What this task involves:
Lines from the line with "let mut options = flags.options();" to the line with "and leaves the" in the entries below, and only those, must be output exactly, with both ends included.

Information START

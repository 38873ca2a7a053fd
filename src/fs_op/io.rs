//! Thin file-handle passthroughs that report failures as `FsOpError`.

use std::fs::{self, File, OpenOptions};
use std::io::{Read, Write};
use std::os::unix::fs::{FileExt, OpenOptionsExt};
use std::os::unix::io::{AsRawFd, IntoRawFd};
use std::path::Path;
use std::str::FromStr;

use crate::fs_op::error::{FsOpError, Result};
use crate::fs_op::path::resolve;

/// How a file is opened, spelled the way `fopen`-style flag strings are.
#[derive(Debug, Clone, Copy, PartialEq, Eq)]
pub enum OpenFlags {
    /// `r`: read, must exist.
    Read,
    /// `r+`: read and write, must exist.
    ReadWrite,
    /// `rs+`: read and write with synchronous I/O.
    ReadWriteSync,
    /// `w` / `wx`: write, truncate or create (`exclusive` fails if present).
    Write { exclusive: bool },
    /// `w+` / `wx+`: like `Write` but also readable.
    WriteRead { exclusive: bool },
    /// `a` / `ax`: append, create if missing.
    Append { exclusive: bool },
    /// `a+` / `ax+`: append and read.
    AppendRead { exclusive: bool },
}

impl FromStr for OpenFlags {
    type Err = FsOpError;

    fn from_str(s: &str) -> Result<Self> {
        Ok(match s {
            "r" | "rs" => OpenFlags::Read,
            "r+" => OpenFlags::ReadWrite,
            "rs+" => OpenFlags::ReadWriteSync,
            "w" => OpenFlags::Write { exclusive: false },
            "wx" | "xw" => OpenFlags::Write { exclusive: true },
            "w+" => OpenFlags::WriteRead { exclusive: false },
            "wx+" | "xw+" => OpenFlags::WriteRead { exclusive: true },
            "a" => OpenFlags::Append { exclusive: false },
            "ax" | "xa" => OpenFlags::Append { exclusive: true },
            "a+" => OpenFlags::AppendRead { exclusive: false },
            "ax+" | "xa+" => OpenFlags::AppendRead { exclusive: true },
            other => return Err(FsOpError::InvalidFlags(other.to_string())),
        })
    }
}

impl OpenFlags {
    fn options(self) -> OpenOptions {
        let mut o = OpenOptions::new();
        match self {
            OpenFlags::Read => {
                o.read(true);
            }
            OpenFlags::ReadWrite => {
                o.read(true).write(true);
            }
            OpenFlags::ReadWriteSync => {
                o.read(true).write(true).custom_flags(libc::O_SYNC);
            }
            OpenFlags::Write { exclusive } => {
                o.write(true).truncate(true);
                creation(&mut o, exclusive);
            }
            OpenFlags::WriteRead { exclusive } => {
                o.read(true).write(true).truncate(true);
                creation(&mut o, exclusive);
            }
            OpenFlags::Append { exclusive } => {
                o.append(true);
                creation(&mut o, exclusive);
            }
            OpenFlags::AppendRead { exclusive } => {
                o.read(true).append(true);
                creation(&mut o, exclusive);
            }
        }
        o
    }
}

fn creation(o: &mut OpenOptions, exclusive: bool) {
    if exclusive {
        o.create_new(true);
    } else {
        o.create(true);
    }
}

/// Open `path`. `mode` sets the permission bits of a newly created file
/// (default `0o666`, masked by the umask).
pub fn open<P: AsRef<Path>>(path: P, flags: OpenFlags, mode: Option<u32>) -> Result<File> {
    let path = resolve(path);
    let mut options = flags.options();
    options.mode(mode.unwrap_or(0o666));
    options.open(&path).map_err(|e| FsOpError::io("Open", &path, e))
}

/// Close `file`, reporting the result of `close(2)` instead of ignoring it
/// the way `Drop` does.
pub fn close(file: File) -> Result<()> {
    let fd = file.into_raw_fd();
    nix::unistd::close(fd).map_err(|errno| FsOpError::Io {
        op: "Close",
        path: format!("fd {fd}").into(),
        source: errno.into(),
    })
}

/// Read into `buf`. With a `position` the read is positional and leaves the
/// file cursor alone; otherwise it reads from (and advances) the cursor.
pub fn read(file: &File, buf: &mut [u8], position: Option<u64>) -> Result<usize> {
    let res = match position {
        Some(pos) => file.read_at(buf, pos),
        None => (&*file).read(buf),
    };
    res.map_err(|e| FsOpError::io("Read", format!("fd {}", file.as_raw_fd()), e))
}

/// Write `buf`, positionally when `position` is given. Returns the number of
/// bytes written.
pub fn write(file: &File, buf: &[u8], position: Option<u64>) -> Result<usize> {
    let res = match position {
        Some(pos) => file.write_at(buf, pos),
        None => (&*file).write(buf),
    };
    res.map_err(|e| FsOpError::io("Write", format!("fd {}", file.as_raw_fd()), e))
}

/// Whole content of `path` as bytes.
pub fn read_file<P: AsRef<Path>>(path: P) -> Result<Vec<u8>> {
    let path = resolve(path);
    fs::read(&path).map_err(|e| FsOpError::io("Read", &path, e))
}

/// Whole content of `path` as UTF-8 text.
pub fn read_file_string<P: AsRef<Path>>(path: P) -> Result<String> {
    let path = resolve(path);
    fs::read_to_string(&path).map_err(|e| FsOpError::io("Read", &path, e))
}

#[cfg(test)]
mod tests {
    use super::*;
    use crate::fs_op::error::ErrorKind;
    use std::os::unix::fs::PermissionsExt;
    use tempfile::tempdir;

    #[test]
    fn flag_strings_parse() {
        assert_eq!("r".parse::<OpenFlags>().unwrap(), OpenFlags::Read);
        assert_eq!("wx+".parse::<OpenFlags>().unwrap(), OpenFlags::WriteRead { exclusive: true });
        assert!(matches!("q".parse::<OpenFlags>(), Err(FsOpError::InvalidFlags(_))));
    }

    #[test]
    fn open_write_read_close() {
        let td = tempdir().unwrap();
        let p = td.path().join("data.bin");

        let f = open(&p, OpenFlags::Write { exclusive: false }, Some(0o600)).unwrap();
        assert_eq!(write(&f, b"hello world", None).unwrap(), 11);
        assert_eq!(write(&f, b"W", Some(6)).unwrap(), 1);
        close(f).unwrap();
        assert_eq!(fs::metadata(&p).unwrap().permissions().mode() & 0o777, 0o600);

        let f = open(&p, OpenFlags::Read, None).unwrap();
        let mut buf = [0u8; 5];
        assert_eq!(read(&f, &mut buf, Some(6)).unwrap(), 5);
        assert_eq!(&buf, b"World");
        assert_eq!(read(&f, &mut buf, None).unwrap(), 5);
        assert_eq!(&buf, b"hello");
        close(f).unwrap();
    }

    #[test]
    fn exclusive_create_refuses_existing() {
        let td = tempdir().unwrap();
        let p = td.path().join("once");
        fs::write(&p, b"").unwrap();
        let err = open(&p, OpenFlags::Write { exclusive: true }, None).unwrap_err();
        assert_eq!(err.kind(), ErrorKind::AlreadyExists);
    }

    #[test]
    fn read_missing_file_fails() {
        let td = tempdir().unwrap();
        let err = read_file(td.path().join("some/non/existing/file.txt")).unwrap_err();
        assert_eq!(err.kind(), ErrorKind::NotFound);
        assert!(open(td.path().join("nope"), OpenFlags::Read, None).is_err());
    }

    #[test]
    fn handle_errors_name_the_descriptor() {
        let td = tempdir().unwrap();
        let p = td.path().join("w.txt");

        let f = open(&p, OpenFlags::Write { exclusive: false }, None).unwrap();
        let fd = f.as_raw_fd();
        let mut buf = [0u8; 4];
        let err = read(&f, &mut buf, None).unwrap_err();
        assert!(err.to_string().contains(&format!("fd {fd}")), "{err}");
        close(f).unwrap();

        let f = open(&p, OpenFlags::Read, None).unwrap();
        let fd = f.as_raw_fd();
        let err = write(&f, b"x", None).unwrap_err();
        assert!(err.to_string().contains(&format!("fd {fd}")), "{err}");
        close(f).unwrap();
    }

    #[test]
    fn read_file_variants() {
        let td = tempdir().unwrap();
        let p = td.path().join("t.txt");
        fs::write(&p, "text").unwrap();
        assert_eq!(read_file(&p).unwrap(), b"text");
        assert_eq!(read_file_string(&p).unwrap(), "text");
    }
}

Information END

Task result:
    let mut options = flags.options();
    options.mode(mode.unwrap_or(0o666));
    options.open(&path).map_err(|e| FsOpError::io("Open", &path, e))
}

/// Close `file`, reporting the result of `close(2)` instead of ignoring it
/// the way `Drop` does.
pub fn close(file: File) -> Result<()> {
    let fd = file.into_raw_fd();
    nix::unistd::close(fd).map_err(|errno| FsOpError::Io {
        op: "Close",
        path: format!("fd {fd}").into(),
        source: errno.into(),
    })
}

/// Read into `buf`. With a `position` the read is positional and leaves the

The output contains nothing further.